Forum for Science, Industry and Business

Sponsored by:     3M 
Search our Site:

 

Life detection instrument passes key test on road to Mars

29.06.2005


Located at an isolated crossroads in Chile’s Atacama Desert, the Yunguy field station is an ideal spot to test instruments destined for Mars. (Photo by Alison Skelley / UC Berkeley)


The dry, dusty, treeless expanse of Chile’s Atacama Desert is the most lifeless spot on the face of the Earth, and that’s why Alison Skelley and Richard Mathies joined a team of NASA scientists there earlier this month.

The University of California, Berkeley, scientists knew that if the Mars Organic Analyzer (MOA) they’d built could detect life in that crusty, arid land, then it would have a good chance some day of detecting life on the planet Mars.

In a place that hadn’t seen a blade of grass or a bug for ages, and contending with dust and temperature extremes that left her either freezing or sweating, Skelley ran 340 tests that proved the instrument could unambiguously detect amino acids, the building blocks of proteins. More importantly, she and Mathies were able to detect the preference of Earth’s amino acids for left-handedness over right-handedness. This "homochirality" is a hallmark of life that Mathies thinks is a critical test that must be done on Mars.

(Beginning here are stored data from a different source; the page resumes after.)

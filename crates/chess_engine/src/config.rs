//! Tunable rule parameters
//!
//! Defaults reproduce standard chess. Every field is optional when
//! deserializing, so a settings file only needs the values it changes.

use serde::{Deserialize, Serialize};

use crate::constants::*;
use crate::error::{ChessEngineError, ChessEngineResult};

/// Rule parameters for one game session
#[derive(Debug, Clone, Copy, PartialEq, Eq, Serialize, Deserialize)]
#[serde(default)]
pub struct RulesConfig {
    /// Side length N of the N×N board
    pub board_size: u8,
    /// Value the fifty-move countdown resets to after a pawn move or capture
    pub fifty_move_countdown: u32,
    /// Occurrences of one fingerprint that end the game in a draw
    pub repetition_limit: usize,
    /// Material each side must stay strictly below for a material draw
    pub material_draw_threshold: u32,
}

impl Default for RulesConfig {
    fn default() -> Self {
        Self {
            board_size: STANDARD_BOARD_SIZE,
            fifty_move_countdown: FIFTY_MOVE_COUNTDOWN,
            repetition_limit: REPETITION_LIMIT,
            material_draw_threshold: MATERIAL_DRAW_THRESHOLD,
        }
    }
}

impl RulesConfig {
    /// Reject values no game can be played with
    ///
    /// The board must fit the default layout and single-letter files, and a
    /// repetition limit of zero would draw the opening position.
    pub fn validate(&self) -> ChessEngineResult<()> {
        if !(STANDARD_BOARD_SIZE..=MAX_BOARD_SIZE).contains(&self.board_size) {
            return Err(ChessEngineError::UnsupportedBoardSize {
                size: self.board_size,
            });
        }
        if self.repetition_limit == 0 {
            return Err(ChessEngineError::InvalidRulesConfig {
                reason: "repetition_limit must be at least 1".to_string(),
            });
        }
        Ok(())
    }
}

"We feel that measuring homochirality - a prevalence of one type of handedness over another - would be absolute proof of life," said Mathies, professor of chemistry at UC Berkeley and Skelley’s research advisor. "We’ve shown on Earth, in the most Mars-like environment available, that this instrument is a thousand times better at detecting biomarkers than any instrument put on Mars before."
The instrument has been chosen to fly aboard the European Space Agency’s ExoMars mission, now scheduled to launch in 2011. The MOA will be integrated with the Mars Organic Detector, which is being assembled by scientists directed by Frank Grunthaner at the Jet Propulsion Laboratory (JPL) in Pasadena together with Jeff Bada’s group at UC San Diego’s Scripps Institution of Oceanography.

Skelley, a graduate student who has been working on amino acid detection with Mathies for five years and on the portable MOA analyzer for the past two years, is hoping to remain with the project as it goes through miniaturization and improvements at JPL over the next seven years in preparation for its long-range mission. In fact, she and Mathies hope she’s the one looking at MOA data when it’s finally radioed back from the Red Planet.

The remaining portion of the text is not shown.